[Stored data]
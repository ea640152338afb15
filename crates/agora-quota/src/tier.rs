//! Tier selection: cheapest usable access mode first, falling back down
//! the arena's configured order.

use std::collections::HashSet;
use std::sync::Arc;

use agora_core::{ArenaConfig, TierSpec};

use crate::credentials::CredentialPool;
use crate::error::QuotaError;
use crate::ratelimit::RateLimiter;

/// Orders an arena's tiers and returns the best currently-usable one.
///
/// A tier is usable when its credential platform (if any) has an
/// available credential in the pool and the rate limiter would admit a
/// call right now. Callers that hit an upstream failure re-select with
/// the failed tier in `exclude` for the remainder of that job.
pub struct TierSelector {
    pool: Arc<CredentialPool>,
    limiter: Arc<RateLimiter>,
}

impl TierSelector {
    #[must_use]
    pub fn new(pool: Arc<CredentialPool>, limiter: Arc<RateLimiter>) -> Self {
        Self { pool, limiter }
    }

    /// Picks the first tier in configured priority order that has a
    /// credential (when required) and passes the rate-limit probe.
    ///
    /// # Errors
    ///
    /// Returns [`QuotaError::AllTiersUnavailable`] when every tier is
    /// excluded, credential-starved, or rate-limited.
    pub fn select<'a>(
        &self,
        arena: &'a ArenaConfig,
        exclude: &HashSet<String>,
    ) -> Result<&'a TierSpec, QuotaError> {
        for tier in &arena.tiers {
            if exclude.contains(&tier.name) {
                continue;
            }

            let credential = match &tier.credential_platform {
                Some(platform) => match self.pool.peek_available(platform) {
                    Some(id) => Some(id),
                    None => {
                        tracing::debug!(
                            arena = %arena.id,
                            tier = %tier.name,
                            platform = %platform,
                            "tier skipped: no credential available"
                        );
                        continue;
                    }
                },
                None => None,
            };

            if self
                .limiter
                .allow(&tier.service, credential.as_deref(), &tier.rate)
            {
                return Ok(tier);
            }
            tracing::debug!(
                arena = %arena.id,
                tier = %tier.name,
                service = %tier.service,
                "tier skipped: rate limited"
            );
        }

        Err(QuotaError::AllTiersUnavailable {
            arena: arena.id.clone(),
        })
    }
}

#[cfg(test)]
mod tests {
    use super::*;

    use agora_core::{
        CollectionMode, ContentKind, CostModel, PaginationPolicy, RateSpec,
    };

    use crate::credentials::Credential;

    fn tier(name: &str, credential_platform: Option<&str>) -> TierSpec {
        TierSpec {
            name: name.to_owned(),
            service: format!("svc-{name}"),
            cost: CostModel::Free,
            credential_platform: credential_platform.map(str::to_owned),
            rate: RateSpec {
                requests: 10,
                per_seconds: 1,
            },
            request_weight: 1,
        }
    }

    fn arena(tiers: Vec<TierSpec>) -> ArenaConfig {
        ArenaConfig {
            id: "news".to_owned(),
            platform: "gdelt".to_owned(),
            mode: CollectionMode::Batch,
            content_kind: ContentKind::Article,
            tiers,
            pagination: Some(PaginationPolicy::Cursor { max_pages: 10 }),
            stream: None,
            dedup_scope: agora_core::DedupScope::default(),
            mappings: agora_core::FieldMappings::default(),
        }
    }

    fn selector(creds: Vec<Credential>) -> TierSelector {
        TierSelector::new(
            Arc::new(CredentialPool::new(creds)),
            Arc::new(RateLimiter::new()),
        )
    }

    #[tokio::test]
    async fn selects_first_tier_when_usable() {
        let sel = selector(vec![]);
        let a = arena(vec![tier("free", None), tier("premium", Some("gcp"))]);
        let chosen = sel.select(&a, &HashSet::new()).unwrap();
        assert_eq!(chosen.name, "free");
    }

    #[tokio::test]
    async fn falls_back_when_first_tier_has_no_credential() {
        // free tier requires a credential platform with no credentials
        // loaded; medium is unauthenticated and must win.
        let sel = selector(vec![]);
        let a = arena(vec![tier("free", Some("gcp")), tier("medium", None)]);
        let chosen = sel.select(&a, &HashSet::new()).unwrap();
        assert_eq!(chosen.name, "medium");
    }

    #[tokio::test]
    async fn all_tiers_unavailable_when_credentials_missing() {
        let sel = selector(vec![]);
        let a = arena(vec![tier("free", Some("gcp")), tier("premium", Some("gcp"))]);
        let err = sel.select(&a, &HashSet::new()).unwrap_err();
        assert!(matches!(err, QuotaError::AllTiersUnavailable { ref arena } if arena == "news"));
    }

    #[tokio::test]
    async fn excluded_tiers_are_skipped_for_the_rest_of_the_job() {
        let sel = selector(vec![Credential::new("k", "gcp")]);
        let a = arena(vec![tier("free", None), tier("premium", Some("gcp"))]);
        let mut exclude = HashSet::new();
        exclude.insert("free".to_owned());
        let chosen = sel.select(&a, &exclude).unwrap();
        assert_eq!(chosen.name, "premium");
    }

    #[tokio::test(start_paused = true)]
    async fn rate_limited_tier_is_skipped() {
        let sel = selector(vec![]);
        let mut first = tier("free", None);
        first.rate = RateSpec {
            requests: 1,
            per_seconds: 3600,
        };
        let a = arena(vec![first.clone(), tier("medium", None)]);
        // Drain the free tier's single token.
        assert!(sel
            .limiter
            .try_acquire(&first.service, None, &first.rate, 1));
        let chosen = sel.select(&a, &HashSet::new()).unwrap();
        assert_eq!(chosen.name, "medium");
    }
}
//! One stream session: the connect/subscribe/receive/reconnect state
//! machine plus the normalization consumer that drains the session
//! buffer.
//!
//! Two tasks per session. The reader owns the transport connection and
//! only ever pushes into the bounded buffer; the processor normalizes,
//! admits, stores, and advances the checkpoint. Events are processed in
//! arrival order and the checkpoint advances monotonically — including
//! past duplicates, which were processed even though nothing was emitted.

use std::sync::Arc;
use std::time::Duration;

use tokio::sync::{watch, Notify};
use tokio_util::sync::CancellationToken;
use uuid::Uuid;

use agora_core::{ArenaConfig, StreamSettings};
use agora_quota::{CredentialPool, TierSelector};

use crate::adapter::{RecordSink, StatusCallback, StreamAdapter, StreamConnection};
use crate::dedup::{normalize, Admission, Deduplicator};
use crate::error::CollectError;
use crate::metrics::ArenaMetrics;
use crate::stream::buffer::SessionBuffer;

/// Lifecycle of a stream session. `Disconnected` is terminal after a
/// requested shutdown; `Failed` is terminal after the reconnect cap.
#[derive(Debug, Clone, Copy, PartialEq, Eq)]
pub enum SessionState {
    Disconnected,
    Connecting,
    Subscribed,
    Receiving,
    Reconnecting,
    Failed,
}

/// Everything a session task needs; assembled by the supervisor.
pub(crate) struct SessionContext {
    pub id: Uuid,
    pub arena: ArenaConfig,
    pub settings: StreamSettings,
    pub channels: Vec<String>,
    pub adapter: Arc<dyn StreamAdapter>,
    pub pool: Arc<CredentialPool>,
    pub tiers: Arc<TierSelector>,
    pub dedup: Arc<Deduplicator>,
    pub sink: Arc<dyn RecordSink>,
    pub metrics: Arc<ArenaMetrics>,
    pub callback: Arc<dyn StatusCallback>,
    pub shutdown: CancellationToken,
    pub state_tx: watch::Sender<SessionState>,
    pub backoff_base_ms: u64,
}

enum SessionOutcome {
    Stopped,
    Failed(String),
}

enum ReadExit {
    Shutdown,
    Dropped(String),
}

pub(crate) async fn run_session(ctx: SessionContext) {
    let buffer = Arc::new(SessionBuffer::new(
        ctx.settings.buffer_capacity,
        Arc::clone(&ctx.metrics),
    ));
    let notify = Arc::new(Notify::new());
    let drained = CancellationToken::new();
    let (checkpoint_tx, checkpoint_rx) = watch::channel(None::<String>);

    let processor = tokio::spawn(process_events(
        ctx.arena.clone(),
        Arc::clone(&buffer),
        Arc::clone(&notify),
        drained.clone(),
        Arc::clone(&ctx.dedup),
        Arc::clone(&ctx.sink),
        Arc::clone(&ctx.metrics),
        checkpoint_tx,
    ));

    let outcome = drive_connection(&ctx, &buffer, &notify, &checkpoint_rx).await;

    // Let the processor flush whatever is buffered, then stop it.
    drained.cancel();
    notify.notify_waiters();
    if let Err(e) = processor.await {
        tracing::error!(session = %ctx.id, error = %e, "stream processor panicked");
    }

    match outcome {
        SessionOutcome::Stopped => {
            let _ = ctx.state_tx.send(SessionState::Disconnected);
            ctx.callback.session_stopped(&ctx.arena.id, ctx.id);
        }
        SessionOutcome::Failed(reason) => {
            let _ = ctx.state_tx.send(SessionState::Failed);
            ctx.metrics
                .sessions_failed
                .fetch_add(1, std::sync::atomic::Ordering::Relaxed);
            // Reported exactly once per session: this is the only exit
            // path that reaches the callback with a failure.
            ctx.callback.session_failed(&ctx.arena.id, ctx.id, &reason);
        }
    }
}

/// The reconnect loop. Returns only on shutdown or when the retry cap
/// is exceeded.
async fn drive_connection(
    ctx: &SessionContext,
    buffer: &Arc<SessionBuffer>,
    notify: &Arc<Notify>,
    checkpoint_rx: &watch::Receiver<Option<String>>,
) -> SessionOutcome {
    let mut attempts: u32 = 0;
    let mut connected_before = false;

    loop {
        if ctx.shutdown.is_cancelled() {
            return SessionOutcome::Stopped;
        }

        let _ = ctx.state_tx.send(SessionState::Connecting);
        let failure = match open_and_subscribe(ctx, checkpoint_rx).await {
            Ok(mut conn) => {
                attempts = 0;
                connected_before = true;
                let _ = ctx.state_tx.send(SessionState::Receiving);
                match read_until_drop(ctx, conn.as_mut(), buffer, notify).await {
                    ReadExit::Shutdown => {
                        let _ = conn.unsubscribe().await;
                        return SessionOutcome::Stopped;
                    }
                    ReadExit::Dropped(reason) => reason,
                }
            }
            Err(e) => e.to_string(),
        };

        attempts += 1;
        if attempts > ctx.settings.max_reconnect_attempts {
            return SessionOutcome::Failed(format!(
                "reconnect cap ({}) exceeded: {failure}",
                ctx.settings.max_reconnect_attempts
            ));
        }

        let _ = ctx.state_tx.send(SessionState::Reconnecting);
        ctx.metrics
            .reconnects
            .fetch_add(1, std::sync::atomic::Ordering::Relaxed);
        if connected_before && !ctx.settings.supports_resume {
            // Everything between the drop and the reconnect is gone;
            // surface it instead of swallowing it.
            ctx.metrics
                .resume_gaps
                .fetch_add(1, std::sync::atomic::Ordering::Relaxed);
        }
        tracing::warn!(
            session = %ctx.id,
            arena = %ctx.arena.id,
            attempts,
            reason = %failure,
            "stream dropped — reconnecting"
        );

        let delay = reconnect_delay(ctx.backoff_base_ms, attempts);
        tokio::select! {
            () = tokio::time::sleep(delay) => {}
            () = ctx.shutdown.cancelled() => return SessionOutcome::Stopped,
        }
    }
}

/// Opens the transport with a tier-selected credential and subscribes
/// this session's channel slice.
async fn open_and_subscribe(
    ctx: &SessionContext,
    checkpoint_rx: &watch::Receiver<Option<String>>,
) -> Result<Box<dyn StreamConnection>, CollectError> {
    let tier = ctx
        .tiers
        .select(&ctx.arena, &std::collections::HashSet::new())?
        .clone();

    let grant = match &tier.credential_platform {
        Some(platform) => Some(ctx.pool.acquire(platform, &[])?),
        None => None,
    };

    let checkpoint = if ctx.settings.supports_resume {
        checkpoint_rx.borrow().clone()
    } else {
        None
    };

    let mut conn = ctx
        .adapter
        .connect(&tier, grant.as_ref(), checkpoint.as_deref())
        .await?;

    if let Some(g) = &grant {
        if let Err(e) = ctx
            .pool
            .report_usage(&g.credential_id, u64::from(tier.request_weight))
        {
            tracing::warn!(credential = %g.credential_id, error = %e, "usage report failed");
        }
    }

    let _ = ctx.state_tx.send(SessionState::Subscribed);
    conn.subscribe(&ctx.channels).await?;
    Ok(conn)
}

/// Pumps inbound events into the buffer until shutdown or a transport
/// drop. Never does per-event work beyond the push — the processor owns
/// that.
async fn read_until_drop(
    ctx: &SessionContext,
    conn: &mut dyn StreamConnection,
    buffer: &Arc<SessionBuffer>,
    notify: &Arc<Notify>,
) -> ReadExit {
    loop {
        tokio::select! {
            () = ctx.shutdown.cancelled() => return ReadExit::Shutdown,
            event = conn.next_event() => match event {
                Ok(Some(ev)) => {
                    buffer.push(ev);
                    notify.notify_one();
                }
                Ok(None) => return ReadExit::Dropped("server closed the stream".to_owned()),
                Err(e) => return ReadExit::Dropped(e.to_string()),
            },
        }
    }
}

/// Drains the session buffer: normalize, admit, store, checkpoint. Runs
/// until the reader signals `drained` and the buffer is empty, so a
/// shutdown flushes instead of discarding.
#[allow(clippy::too_many_arguments)]
async fn process_events(
    arena: ArenaConfig,
    buffer: Arc<SessionBuffer>,
    notify: Arc<Notify>,
    drained: CancellationToken,
    dedup: Arc<Deduplicator>,
    sink: Arc<dyn RecordSink>,
    metrics: Arc<ArenaMetrics>,
    checkpoint_tx: watch::Sender<Option<String>>,
) {
    use std::sync::atomic::Ordering;

    loop {
        // Arm the wakeup before checking the buffer so a push between
        // the check and the await is never missed.
        let notified = notify.notified();

        if let Some(event) = buffer.pop() {
            match normalize(&event.record, &arena) {
                Ok(record) => match dedup.admit(&record, arena.dedup_scope) {
                    Admission::Admitted => {
                        if let Err(e) = sink.store(record).await {
                            tracing::error!(arena = %arena.id, error = %e, "sink write failed");
                        } else {
                            metrics.records_admitted.fetch_add(1, Ordering::Relaxed);
                        }
                    }
                    Admission::Duplicate => {
                        metrics.duplicates.fetch_add(1, Ordering::Relaxed);
                    }
                },
                Err(e) => {
                    metrics.malformed_dropped.fetch_add(1, Ordering::Relaxed);
                    tracing::warn!(arena = %arena.id, error = %e, "dropping malformed event");
                }
            }
            // The event was processed either way; a restart must not
            // replay it.
            if let Some(cursor) = event.cursor {
                let _ = checkpoint_tx.send(Some(cursor));
            }
            continue;
        }

        if drained.is_cancelled() && buffer.is_empty() {
            return;
        }
        notified.await;
    }
}

fn reconnect_delay(base_ms: u64, attempt: u32) -> Duration {
    const MAX_DELAY_MS: u64 = 60_000;
    let computed = base_ms.saturating_mul(1u64 << attempt.saturating_sub(1).min(10));
    let capped = computed.min(MAX_DELAY_MS);
    #[allow(
        clippy::cast_possible_truncation,
        clippy::cast_sign_loss,
        clippy::cast_precision_loss
    )]
    let jittered = (capped as f64 * (rand::random::<f64>() * 0.5 + 0.75)) as u64;
    Duration::from_millis(jittered)
}
use std::path::PathBuf;

#[derive(Debug, Clone, PartialEq, Eq)]
pub enum Environment {
    Development,
    Test,
    Production,
}

impl std::fmt::Display for Environment {
    fn fmt(&self, f: &mut std::fmt::Formatter<'_>) -> std::fmt::Result {
        match self {
            Environment::Development => write!(f, "development"),
            Environment::Test => write!(f, "test"),
            Environment::Production => write!(f, "production"),
        }
    }
}

/// Engine-wide settings loaded from the environment. Per-arena settings
/// (tiers, rates, mappings) live in the arenas YAML file instead.
#[derive(Debug, Clone)]
pub struct AppConfig {
    pub env: Environment,
    pub log_level: String,
    pub arenas_path: PathBuf,
    /// Per-request timeout adapters should honour.
    pub request_timeout_secs: u64,
    /// Retries after the first failure for transient errors.
    pub max_retries: u32,
    /// Base delay for exponential backoff, in milliseconds.
    pub retry_backoff_base_ms: u64,
    /// How long a batch page waits on the rate limiter before giving up.
    pub rate_acquire_timeout_secs: u64,
    /// Upper bound on concurrently running batch jobs.
    pub max_concurrent_jobs: usize,
}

Aim of the task: Where a line of the records above holds the word "medium", copy that line.

Answer for this exercise:
        // loaded; medium is unauthenticated and must win.
        let a = arena(vec![tier("free", Some("gcp")), tier("medium", None)]);
        assert_eq!(chosen.name, "medium");
        let a = arena(vec![first.clone(), tier("medium", None)]);
        assert_eq!(chosen.name, "medium");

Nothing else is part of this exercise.